• TASK REQUIREMENTS
The response must match the data below exactly, line for line.

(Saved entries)
_ _ _
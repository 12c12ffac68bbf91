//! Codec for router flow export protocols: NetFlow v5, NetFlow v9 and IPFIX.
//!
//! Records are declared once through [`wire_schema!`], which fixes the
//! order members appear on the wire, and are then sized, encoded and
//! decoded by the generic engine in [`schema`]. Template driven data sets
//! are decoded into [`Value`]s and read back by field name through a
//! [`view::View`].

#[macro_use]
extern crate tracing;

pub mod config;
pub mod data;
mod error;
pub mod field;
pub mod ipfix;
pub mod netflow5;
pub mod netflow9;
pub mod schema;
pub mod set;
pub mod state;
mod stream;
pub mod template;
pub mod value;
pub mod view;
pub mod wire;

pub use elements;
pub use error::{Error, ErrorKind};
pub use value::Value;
_ _ _
• TASK SOLUTION
repository 12c12ffac68bbf91
//! Codec for router flow export protocols: NetFlow v5, NetFlow v9 and IPFIX.
//!
//! Records are declared once through [`wire_schema!`], which fixes the
//! order members appear on the wire, and are then sized, encoded and
//! decoded by the generic engine in [`schema`]. Template driven data sets
//! are decoded into [`Value`]s and read back by field name through a
//! [`view::View`].

#[macro_use]
extern crate tracing;

pub mod config;
pub mod data;
mod error;
pub mod field;
pub mod ipfix;
pub mod netflow5;
pub mod netflow9;
pub mod schema;
pub mod set;
pub mod state;
mod stream;
pub mod template;
pub mod value;
pub mod view;
pub mod wire;

pub use elements;
pub use error::{Error, ErrorKind};
pub use value::Value;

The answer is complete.